## Collected data entries
BEGIN

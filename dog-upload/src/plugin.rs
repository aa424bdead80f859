//! Forum host glue.
//!
//! The host hands uploads over as loosely typed JSON:
//!
//! ```json
//! { "image": { "url": "https://cdn/x/avatar.png", "name": "avatar.png", "size": 1234 },
//!   "context": "profile/42", "uid": 42 }
//! ```
//!
//! [`UploadPlugin`] turns that into an [`UploadRequest`] and forwards it to the
//! orchestrator. Errors come back through the returned `Result`.

use serde::{Deserialize, Deserializer};
use serde_json::Value;
use std::path::PathBuf;
use std::sync::atomic::{AtomicBool, Ordering};
use std::sync::Arc;
use tracing::info;

use crate::config::DEFAULT_IMAGE_DIMENSION;
use crate::{
    UploadConfig, UploadCtx, UploadError, UploadOrchestrator, UploadOutcome, UploadPayload, UploadRequest,
    UploadResult, UploadSource,
};

/// An upload as described by the host
#[derive(Debug, Clone, Default, Deserialize)]
pub struct HostUploadData {
    #[serde(default)]
    pub image: Option<HostUploadItem>,
    #[serde(default)]
    pub file: Option<HostUploadItem>,
    #[serde(default, deserialize_with = "loose_context")]
    pub context: Option<String>,
    #[serde(default, deserialize_with = "loose_string")]
    pub uid: Option<String>,
}

/// The `image` / `file` member of [`HostUploadData`]
#[derive(Debug, Clone, Default, Deserialize)]
pub struct HostUploadItem {
    #[serde(default)]
    pub path: Option<String>,
    #[serde(default)]
    pub url: Option<String>,
    #[serde(default)]
    pub name: String,
    #[serde(default, deserialize_with = "loose_u64")]
    pub size: u64,
}

impl HostUploadData {
    pub fn from_value(value: Value) -> UploadOutcome<Self> {
        serde_json::from_value(value)
            .map_err(|e| UploadError::invalid(format!("invalid upload data: {e}")))
    }

    pub fn into_image_request(mut self) -> UploadRequest {
        let payload = self.image.take().map(HostUploadItem::into_image_payload);
        self.into_request(payload)
    }

    pub fn into_file_request(mut self) -> UploadRequest {
        let payload = self.file.take().map(HostUploadItem::into_file_payload);
        self.into_request(payload)
    }

    fn into_request(self, payload: Option<UploadPayload>) -> UploadRequest {
        UploadRequest {
            payload,
            context: self.context,
            uploader_id: self.uid,
        }
    }
}

impl HostUploadItem {
    /// A URL wins over a path for images
    fn into_image_payload(self) -> UploadPayload {
        match self.url.clone().filter(|u| !u.is_empty()) {
            Some(url) => UploadPayload {
                source: UploadSource::Url { url },
                name: self.name,
                size: self.size,
            },
            None => self.into_file_payload(),
        }
    }

    /// Files only ever come from the local path; `url` is ignored
    fn into_file_payload(self) -> UploadPayload {
        UploadPayload {
            source: UploadSource::File {
                path: self.path.filter(|p| !p.is_empty()).map(PathBuf::from),
            },
            name: self.name,
            size: self.size,
        }
    }
}

/// Host settings arrive as strings
#[derive(Debug, Clone, Default, Deserialize)]
#[serde(rename_all = "camelCase")]
pub struct HostSettings {
    #[serde(default)]
    pub maximum_file_size: Option<String>,
    #[serde(default)]
    pub profile_image_dimension: Option<String>,
}

impl HostSettings {
    /// Upload limit in kilobytes
    pub fn max_file_size_kb(&self) -> Option<u64> {
        self.maximum_file_size.as_deref()?.trim().parse().ok()
    }

    /// Falls back to 128 when missing, zero or unparsable
    pub fn image_dimension(&self) -> u32 {
        self.profile_image_dimension
            .as_deref()
            .and_then(|d| d.trim().parse().ok())
            .filter(|d| *d > 0)
            .unwrap_or(DEFAULT_IMAGE_DIMENSION)
    }

    /// Overlay the host's settings onto an upload configuration
    pub fn apply(&self, mut config: UploadConfig) -> UploadConfig {
        if let Some(kb) = self.max_file_size_kb() {
            config.max_file_size_kb = kb;
        }
        config.image_dimension = self.image_dimension();
        config
    }
}

/// Lifecycle and upload hooks exposed to the forum host
pub struct UploadPlugin {
    orchestrator: Arc<UploadOrchestrator>,
    active: AtomicBool,
}

impl UploadPlugin {
    pub fn new(orchestrator: UploadOrchestrator) -> Self {
        Self {
            orchestrator: Arc::new(orchestrator),
            active: AtomicBool::new(false),
        }
    }

    /// Called once when the host loads the plugin
    pub fn load(&self) {
        self.activate();
    }

    pub fn activate(&self) {
        self.active.store(true, Ordering::SeqCst);
        info!("upload plugin activated");
    }

    /// Forget the resolved bucket so a later activation starts fresh
    pub async fn deactivate(&self) {
        self.active.store(false, Ordering::SeqCst);
        self.orchestrator.buckets().reset().await;
        info!("upload plugin deactivated");
    }

    pub fn is_active(&self) -> bool {
        self.active.load(Ordering::SeqCst)
    }

    pub fn orchestrator(&self) -> &UploadOrchestrator {
        &self.orchestrator
    }

    pub async fn upload_image(&self, data: HostUploadData) -> UploadOutcome<UploadResult> {
        self.orchestrator
            .upload_image(&UploadCtx::new(), data.into_image_request())
            .await
    }

    pub async fn upload_file(&self, data: HostUploadData) -> UploadOutcome<UploadResult> {
        self.orchestrator
            .upload_file(&UploadCtx::new(), data.into_file_request())
            .await
    }
}

/// Accepts a string or a number
fn loose_string<'de, D>(deserializer: D) -> Result<Option<String>, D::Error>
where
    D: Deserializer<'de>,
{
    Ok(match Option::<Value>::deserialize(deserializer)? {
        Some(Value::String(s)) => Some(s),
        Some(Value::Number(n)) => Some(n.to_string()),
        _ => None,
    })
}

/// Strings pass through (even empty); falsy values read as absent, other scalars are stringified
fn loose_context<'de, D>(deserializer: D) -> Result<Option<String>, D::Error>
where
    D: Deserializer<'de>,
{
    Ok(match Option::<Value>::deserialize(deserializer)? {
        Some(Value::String(s)) => Some(s),
        Some(Value::Number(n)) if n.as_f64() != Some(0.0) => Some(n.to_string()),
        Some(Value::Bool(true)) => Some("true".to_string()),
        _ => None,
    })
}

/// Accepts a number or a numeric string; anything else reads as zero
fn loose_u64<'de, D>(deserializer: D) -> Result<u64, D::Error>
where
    D: Deserializer<'de>,
{
    Ok(match Option::<Value>::deserialize(deserializer)? {
        Some(Value::Number(n)) => n.as_u64().unwrap_or(0),
        Some(Value::String(s)) => s.trim().parse().unwrap_or(0),
        _ => 0,
    })
}

#[cfg(test)]
mod tests {
    use super::*;
    use serde_json::json;

    #[test]
    fn image_url_data_becomes_url_request() {
        let data = HostUploadData::from_value(json!({
            "image": {"url": "http://x/y/photo.JPG", "name": "photo.JPG", "size": "2048"},
            "uid": 42
        }))
        .unwrap();

        let request = data.into_image_request();
        let payload = request.payload.unwrap();
        assert_eq!(
            payload.source,
            UploadSource::Url {
                url: "http://x/y/photo.JPG".into()
            }
        );
        assert_eq!(payload.size, 2048);
        assert_eq!(request.uploader_id.as_deref(), Some("42"));
        assert!(request.context.is_none());
    }

    #[test]
    fn empty_context_is_preserved() {
        let data = HostUploadData::from_value(json!({
            "file": {"path": "/tmp/upload-1", "name": "a.txt", "size": 3},
            "context": ""
        }))
        .unwrap();
        assert_eq!(data.into_file_request().context.as_deref(), Some(""));
    }

    #[test]
    fn file_requests_ignore_url() {
        let data = HostUploadData::from_value(json!({
            "file": {"path": "/tmp/upload-1", "url": "http://x/y/a.txt", "name": "a.txt", "size": 3},
            "context": "c"
        }))
        .unwrap();
        let payload = data.into_file_request().payload.unwrap();
        assert_eq!(
            payload.source,
            UploadSource::File {
                path: Some(PathBuf::from("/tmp/upload-1"))
            }
        );
        assert_eq!(payload.name, "a.txt");
    }

    #[test]
    fn image_requests_prefer_url() {
        let data = HostUploadData::from_value(json!({
            "image": {"path": "/tmp/upload-1", "url": "http://x/y/a.png", "name": "a.png"}
        }))
        .unwrap();
        assert!(matches!(
            data.into_image_request().payload.unwrap().source,
            UploadSource::Url { .. }
        ));
    }

    #[test]
    fn non_string_context_is_coerced() {
        let context = |value: Value| {
            HostUploadData::from_value(json!({ "context": value }))
                .unwrap()
                .context
        };
        assert_eq!(context(json!(5)), Some("5".to_string()));
        assert_eq!(context(json!("/topic/5")), Some("/topic/5".to_string()));
        assert_eq!(context(json!(0)), None);
        assert_eq!(context(json!(false)), None);
        assert_eq!(context(Value::Null), None);
    }

    #[test]
    fn missing_member_yields_no_payload() {
        let data = HostUploadData::from_value(json!({"uid": "7"})).unwrap();
        assert!(data.into_image_request().payload.is_none());
    }

    #[test]
    fn settings_parse_host_strings() {
        let settings: HostSettings = serde_json::from_value(json!({
            "maximumFileSize": "2048",
            "profileImageDimension": "abc"
        }))
        .unwrap();
        assert_eq!(settings.max_file_size_kb(), Some(2048));
        assert_eq!(settings.image_dimension(), 128);
        assert_eq!(HostSettings::default().max_file_size_kb(), None);

        let config = settings.apply(UploadConfig::new().with_image_dimension(256));
        assert_eq!(config.max_file_size_kb, 2048);
        assert_eq!(config.image_dimension, 128);
    }
}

END

## Work instruction
The lines to return begin at the first line of the records and end at the line holding "orchestrator. Errors come"; please return them exactly, including both, and nothing beyond.

## Solved exercise
filename dog-upload/src/plugin.rs
repository aa424bdead80f859
//! Forum host glue.
//!
//! The host hands uploads over as loosely typed JSON:
//!
//! ```json
//! { "image": { "url": "https://cdn/x/avatar.png", "name": "avatar.png", "size": 1234 },
//!   "context": "profile/42", "uid": 42 }
//! ```
//!
//! [`UploadPlugin`] turns that into an [`UploadRequest`] and forwards it to the
//! orchestrator. Errors come back through the returned `Result`.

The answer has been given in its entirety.